Provide the number of lines below containing the word "upload", without any other words.

Saved entries:
+++

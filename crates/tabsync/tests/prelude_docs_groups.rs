//! Groups modelled on real tutorial pages, driven only through the prelude.

use tabsync::prelude::*;

#[test]
fn code_block_groups_share_language_choice_across_page() {
    let session = PageSession::new();
    let config = TabGroupConfig::new(MountStrategy::KeepMounted).group_id("CodeBlocks");
    let snippets = |net: &'static str, node: &'static str| {
        vec![
            Tab::new("NET6", net).with_label(".NET 6").default(true),
            Tab::new("NodeJS", node).with_label("NodeJS"),
        ]
    };

    let mut auth = TabGroup::in_session(snippets("auth.cs", "auth.js"), config.clone(), &session)
        .expect("valid group");
    let upload = TabGroup::in_session(snippets("upload.cs", "upload.js"), config, &session)
        .expect("valid group");

    assert_eq!(*upload.active_pane().content, "upload.cs");
    auth.select("NodeJS").expect("known value");
    assert_eq!(*upload.active_pane().content, "upload.js");
    assert_eq!(upload.render_bar(), " .NET 6  [NodeJS]");
}

#[test]
fn keyboard_only_user_switches_environment() {
    let session = PageSession::new();
    let config = TabGroupConfig::new(MountStrategy::ActiveOnly).group_id("development-environment");
    let mut group = TabGroup::in_session(
        vec![
            Tab::new("nodejs-vscode", ()).with_label("Node.js & VSCode"),
            Tab::new("dotnet-vscode", ()).with_label(".NET & VSCode"),
            Tab::new("dotnet-vs2022", ()).with_label(".NET & VS2022"),
        ],
        config,
        &session,
    )
    .expect("valid group");

    group.focus("nodejs-vscode").expect("known value");
    for code in [KeyCode::Left, KeyCode::Enter] {
        assert!(group.handle_key(&KeyEvent::new(code)));
    }
    assert_eq!(group.selected_value(), "dotnet-vs2022");
    assert_eq!(
        session.selections().get("development-environment").as_deref(),
        Some("dotnet-vs2022")
    );
    let visible: Vec<_> = group
        .panes()
        .into_iter()
        .filter(|p| p.visibility == PaneVisibility::Visible)
        .map(|p| p.value)
        .collect();
    assert_eq!(visible, vec!["dotnet-vs2022"]);
}
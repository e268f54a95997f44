//! Foreign failure signals and their classification into [`Failure`].

use std::any::Any;
use std::fmt::{self, Write};

use crate::failure::Failure;

/// Type-erased error values that still carry a message.
type BoxedError = Box<dyn std::error::Error + Send + Sync>;

/// Anything an operation may fail with.
///
/// Operations return `Result<T, E>` with `E: Into<Thrown>`, so a domain
/// [`Failure`], any `anyhow::Error` (and through it any `std::error::Error`),
/// a `Box<dyn Error + Send + Sync>`, or an arbitrary opaque value can all
/// flow through `?`.
#[derive(Debug)]
pub enum Thrown {
    /// A failure the operation author built on purpose.
    Failure(Failure),
    /// An error-like value that carries a message.
    Error(anyhow::Error),
    /// Any other value, including panic payloads.
    Opaque(Box<dyn Any + Send>),
}

impl Thrown {
    /// Wrap an arbitrary value as an opaque failure signal.
    pub fn opaque<V: Any + Send>(value: V) -> Self {
        Self::Opaque(Box::new(value))
    }
}

impl From<Failure> for Thrown {
    fn from(failure: Failure) -> Self {
        Self::Failure(failure)
    }
}

impl From<anyhow::Error> for Thrown {
    fn from(err: anyhow::Error) -> Self {
        Self::Error(err)
    }
}

impl From<BoxedError> for Thrown {
    fn from(err: BoxedError) -> Self {
        match err.downcast::<Failure>() {
            Ok(failure) => Self::Failure(*failure),
            Err(err) => Self::Error(anyhow::Error::from_boxed(err)),
        }
    }
}

impl From<Box<dyn Any + Send>> for Thrown {
    fn from(payload: Box<dyn Any + Send>) -> Self {
        Self::Opaque(payload)
    }
}

/// Which branch of the classification produced a failure.
#[derive(Debug, Clone, Copy, PartialEq, Eq)]
pub enum Classification {
    /// The operation failed with a [`Failure`], kept as-is.
    Domain,
    /// A foreign error whose message was extracted.
    Foreign,
    /// A foreign value with no usable message.
    Unknown,
}

impl Classification {
    #[must_use]
    pub const fn as_str(self) -> &'static str {
        match self {
            Self::Domain => "domain",
            Self::Foreign => "foreign",
            Self::Unknown => "unknown",
        }
    }
}

impl fmt::Display for Classification {
    fn fmt(&self, f: &mut fmt::Formatter<'_>) -> fmt::Result {
        f.write_str(self.as_str())
    }
}

/// Map a failure signal to a [`Failure`].
///
/// Order matters: an existing `Failure` wins over a message-bearing error,
/// which wins over the unknown fallback. The opaque value itself is dropped.
#[must_use]
pub fn classify(thrown: Thrown) -> (Classification, Failure) {
    match thrown {
        Thrown::Failure(failure) => (Classification::Domain, failure),
        Thrown::Error(err) => classify_error(err),
        Thrown::Opaque(payload) => classify_opaque(payload),
    }
}

fn classify_error(err: anyhow::Error) -> (Classification, Failure) {
    match err.downcast::<Failure>() {
        Ok(failure) => (Classification::Domain, failure),
        Err(err) => from_display(&err),
    }
}

fn classify_opaque(payload: Box<dyn Any + Send>) -> (Classification, Failure) {
    let payload = match payload.downcast::<Failure>() {
        Ok(failure) => return (Classification::Domain, *failure),
        Err(payload) => payload,
    };
    let payload = match payload.downcast::<anyhow::Error>() {
        Ok(err) => return classify_error(*err),
        Err(payload) => payload,
    };
    let payload = match payload.downcast::<BoxedError>() {
        Ok(err) => return from_display(&err),
        Err(payload) => payload,
    };

    // Panic payloads from `panic!` are either a `&'static str` or a `String`.
    if let Some(message) = payload.downcast_ref::<&'static str>() {
        return from_message((*message).to_string());
    }
    match payload.downcast::<String>() {
        Ok(message) => from_message(*message),
        Err(_) => (Classification::Unknown, Failure::unknown()),
    }
}

/// A `Display` impl that reports `fmt::Error` has no usable message.
fn from_display(value: &dyn fmt::Display) -> (Classification, Failure) {
    let mut message = String::new();
    match write!(message, "{value}") {
        Ok(()) => from_message(message),
        Err(fmt::Error) => (Classification::Unknown, Failure::unknown()),
    }
}

fn from_message(message: String) -> (Classification, Failure) {
    if message.is_empty() {
        (Classification::Unknown, Failure::unknown())
    } else {
        (Classification::Foreign, Failure::new(message))
    }
}

impl Failure {
    /// Normalize any failure signal into a `Failure`.
    #[must_use]
    pub fn from_thrown(thrown: impl Into<Thrown>) -> Self {
        classify(thrown.into()).1
    }

    /// Normalize a caught panic payload into a `Failure`.
    #[must_use]
    pub fn from_panic(payload: Box<dyn Any + Send>) -> Self {
        classify_opaque(payload).1
    }
}
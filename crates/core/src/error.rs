//! Construction-time error types for settle.
//!
//! These never describe an operation failure (that is [`crate::Failure`]).
//! They describe a programming error in building a failure or an executor,
//! and they propagate to the caller as ordinary `Result`s.

use thiserror::Error;

/// Core error type for construction-time failures.
#[derive(Debug, Clone, PartialEq, Eq, Error)]
pub enum Error {
    // Formatting errors
    #[error("template placeholder #{index} has no matching argument")]
    MissingArgument { index: usize },

    #[error("template consumed {expected} argument(s) but {supplied} were supplied")]
    ExtraArguments { expected: usize, supplied: usize },

    #[error("placeholder '%{verb}' cannot format argument #{index} ({found})")]
    ArgumentMismatch {
        verb: char,
        index: usize,
        found: &'static str,
    },

    #[error("unknown placeholder '%{verb}' in template")]
    UnknownPlaceholder { verb: char },

    #[error("template ends with a dangling '%'")]
    DanglingPercent,

    // Configuration errors
    #[error("invalid executor configuration: {reason}")]
    InvalidConfig { reason: String },

    #[error("failed to parse executor configuration: {reason}")]
    ConfigParseFailed { reason: String },
}

impl Error {
    /// Create an argument mismatch error.
    pub const fn argument_mismatch(verb: char, index: usize, found: &'static str) -> Self {
        Self::ArgumentMismatch { verb, index, found }
    }

    /// Create an invalid configuration error.
    pub fn invalid_config(reason: impl Into<String>) -> Self {
        Self::InvalidConfig {
            reason: reason.into(),
        }
    }

    /// Create a configuration parse error.
    pub fn config_parse_failed(reason: impl Into<String>) -> Self {
        Self::ConfigParseFailed {
            reason: reason.into(),
        }
    }

    /// Returns the machine-readable error code for this error.
    #[must_use]
    pub const fn code(&self) -> &'static str {
        match self {
            Self::MissingArgument { .. } => "MISSING_ARGUMENT",
            Self::ExtraArguments { .. } => "EXTRA_ARGUMENTS",
            Self::ArgumentMismatch { .. } => "ARGUMENT_MISMATCH",
            Self::UnknownPlaceholder { .. } => "UNKNOWN_PLACEHOLDER",
            Self::DanglingPercent => "DANGLING_PERCENT",
            Self::InvalidConfig { .. } => "INVALID_CONFIG",
            Self::ConfigParseFailed { .. } => "CONFIG_PARSE_FAILED",
        }
    }
}

impl From<toml::de::Error> for Error {
    fn from(err: toml::de::Error) -> Self {
        Self::config_parse_failed(err.to_string())
    }
}

#[cfg(test)]
mod tests {
    use super::*;

    #[test]
    fn test_display_missing_argument() {
        let err = Error::MissingArgument { index: 2 };
        assert_eq!(
            err.to_string(),
            "template placeholder #2 has no matching argument"
        );
    }

    #[test]
    fn test_display_argument_mismatch() {
        let err = Error::argument_mismatch('d', 0, "string");
        assert_eq!(
            err.to_string(),
            "placeholder '%d' cannot format argument #0 (string)"
        );
    }

    #[test]
    fn test_codes_are_screaming_snake_case() {
        let errors = [
            Error::MissingArgument { index: 0 },
            Error::ExtraArguments {
                expected: 0,
                supplied: 1,
            },
            Error::argument_mismatch('f', 0, "bool"),
            Error::UnknownPlaceholder { verb: 'q' },
            Error::DanglingPercent,
            Error::invalid_config("x"),
            Error::config_parse_failed("y"),
        ];

        assert!(errors.iter().all(|e| e
            .code()
            .chars()
            .all(|c| c.is_ascii_uppercase() || c == '_')));
    }
}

+++

**Task output:** 4